The Fed couldn’t have predicted any of these things. Neither could they have predicted that what began as a few hundred billion in asset purchases would balloon to $4 trillion over the next several years. Nor could they have imagined that, as they convened to plan to the long-awaited unwind of all those asset purchases, the president of the United States would stand in front of the U.N. General Assembly and explicitly threaten to wipe another country off the face of the earth. Also that the president would be Donald Trump.
Yet here we are:
The Federal Reserve on Wednesday likely will announce the beginning of a yearslong program to shrink its bond portfolio and could offer clues about the prospects for another rate increase this year. Officials will release a statement and their updated quarterly economic projections at 2 p.m. EDT, after the conclusion of their two-day policy meeting.
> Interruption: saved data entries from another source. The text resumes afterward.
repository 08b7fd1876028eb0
// src/log.rs
//! Append-only debug log. Nothing is written until [`init`] picks a target,
//! so library users and tests stay silent by default.
use std::fs::OpenOptions;
use std::io::Write;
use std::path::{Path, PathBuf};
use std::sync::{Mutex, OnceLock};
use std::time::Instant;

static LOG_PATH: OnceLock<PathBuf> = OnceLock::new();
static LOG_LOCK: Mutex<()> = Mutex::new(());
static START: OnceLock<Instant> = OnceLock::new();

fn start() -> Instant {
    *START.get_or_init(Instant::now)
}

fn fmt_elapsed(ms: u128) -> String {
    let total_ms = ms as u64;
    let h = total_ms / 3_600_000;
    let m = (total_ms % 3_600_000) / 60_000;
    let s = (total_ms % 60_000) / 1_000;
    let ms = total_ms % 1_000;
    format!("{h:02}:{m:02}:{s:02}.{ms:03}")
}

/// Route log lines to `path`. Only the first call wins.
pub fn init(path: &Path) {
    let _ = LOG_PATH.set(path.to_path_buf());
    start();
}

/// Internal logging function
pub fn write_log(level: &str, msg: &str) {
    let Some(path) = LOG_PATH.get() else { return };
    let elapsed = fmt_elapsed(start().elapsed().as_millis());
    let line = format!("[{elapsed}][{level}] {msg}\n");

    if let Ok(_guard) = LOG_LOCK.lock() {
        if let Ok(mut file) = OpenOptions::new().create(true).append(true).open(path) {
            let _ = file.write_all(line.as_bytes());
        }
    }
}

/// Info-level logging
#[macro_export]
macro_rules! logf {
    ($($arg:tt)*) => {
        $crate::log::write_log("INFO", &format!($($arg)*))
    };
}

/// Debug-level logging
#[macro_export]
macro_rules! logd {
    ($($arg:tt)*) => {
        $crate::log::write_log("DEBUG", &format!($($arg)*))
    };
}

/// Error-level logging
#[macro_export]
macro_rules! loge {
    ($($arg:tt)*) => {
        $crate::log::write_log("ERROR", &format!($($arg)*))
    };
}

#[cfg(test)]
mod tests {
    use super::fmt_elapsed;

    #[test]
    fn elapsed_is_zero_padded() {
        assert_eq!(fmt_elapsed(0), "00:00:00.000");
        assert_eq!(fmt_elapsed(3_723_004), "01:02:03.004");
    }
}
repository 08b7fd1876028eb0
// src/config/mod.rs
pub mod consts;
pub mod options;
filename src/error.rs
use std::time::Duration;

use thiserror::Error;

/// Failure of an external collaborator (embedding, grammar or sentiment service).
#[derive(Debug, Error)]
pub enum ServiceError {
    #[error("HTTP error: {0}")]
    Http(#[from] reqwest::Error),

    #[error("API error: {status} - {message}")]
    Api { status: u16, message: String },

    #[error("malformed response: {0}")]
    Malformed(String),

    #[error("embedding dimension mismatch: expected {expected}, got {actual}")]
    DimensionMismatch { expected: usize, actual: usize },

    #[error("configuration error: {0}")]
    Config(String),
}

pub type ServiceResult<T> = Result<T, ServiceError>;

/// Errors surfaced by [`crate::scoring::RubricScorer::analyze`] and collaborator startup.
#[derive(Debug, Error)]
pub enum RubricError {
    #[error("Empty transcript")]
    EmptyTranscript,

    #[error("invalid duration: {0} seconds (must be a positive number)")]
    InvalidDuration(f64),

    #[error("{service} unavailable: {source}")]
    CollaboratorUnavailable {
        service: &'static str,
        #[source]
        source: ServiceError,
    },

    #[error("{service} failed: {source}")]
    Collaborator {
        service: &'static str,
        #[source]
        source: ServiceError,
    },

    #[error("analysis timed out after {0:?}")]
    TimedOut(Duration),
}

impl RubricError {
    pub(crate) fn collaborator(service: &'static str, source: ServiceError) -> Self {
        Self::Collaborator { service, source }
    }

    pub(crate) fn unavailable(service: &'static str, source: ServiceError) -> Self {
        Self::CollaboratorUnavailable { service, source }
    }

    /// True for input problems the caller can fix (as opposed to service failures).
    pub fn is_validation(&self) -> bool {
        matches!(self, Self::EmptyTranscript | Self::InvalidDuration(_))
    }
}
We came into this era innocent and naive. Never having lived through a period when the central bank buys a medium-sized country’s GDP worth of debt over the course of a lazy afternoon, we can be forgiven for predicting hyperinflation or whatever. Now that American QE is over and we’ve got nothing but this lousy stock market to show for it, we should approach the big unwind with at least a modicum of humility. Because really, who knows what the fuck.
Here’s a cautious Jamie Dimon earlier this summer:
“We’ve never have had QE like this before, we’ve never had unwinding like this before,” Dimon said at a conference in Paris Tuesday. “Obviously that should say something to you about the risk that might mean, because we’ve never lived with it before….it could be a little more disruptive than people think,” Dimon said. “We act like we know exactly how it’s going to happen and we don’t.”
For a little more hyperventilation, see Mr. Gundlach:
“You go into a cumulative ... quantitative tightening. So I‘m wondering if this suggests a little more trouble in 2018,” Gundlach said about the reversal of QE. “I am thinking that maybe we have to start going on ‘Trouble Watch’ for the middle part, perhaps, of 2018 with quantitative easing scheduled to go away.”
Both are correct in their own ways. We probably shouldn't be complacent here. The Fed’s balance sheet is like one of those massive spaceships in alien movies that hover ominously over major population centers, their capabilities and intentions unknown. We all kind of acknowledge that it could destroy us, but for now we’re just gonna sit tight and keep a close eye on things. You don’t want to be the guy who stands underneath the pulsing dome at the tip of the UFO and explains how they're probably benign and we’ll all be fine. He usually gets vaporized. Nor do you want to be the raving loon who preaches end times when all the aliens wanted was to share their one weird trick for avoiding extinction.
Still, it’s not like we know nothing going into the great unwind. For one thing, we know who not to listen to: “bond gurus.”
During each of the Fed’s quantitative-easing cycles, yields rose when the central bank was buying and then fell after it stopped. That ran counter to what many expected based on simple supply and demand as the Fed amassed $4.5 trillion of debt and became the single biggest holder of Treasuries.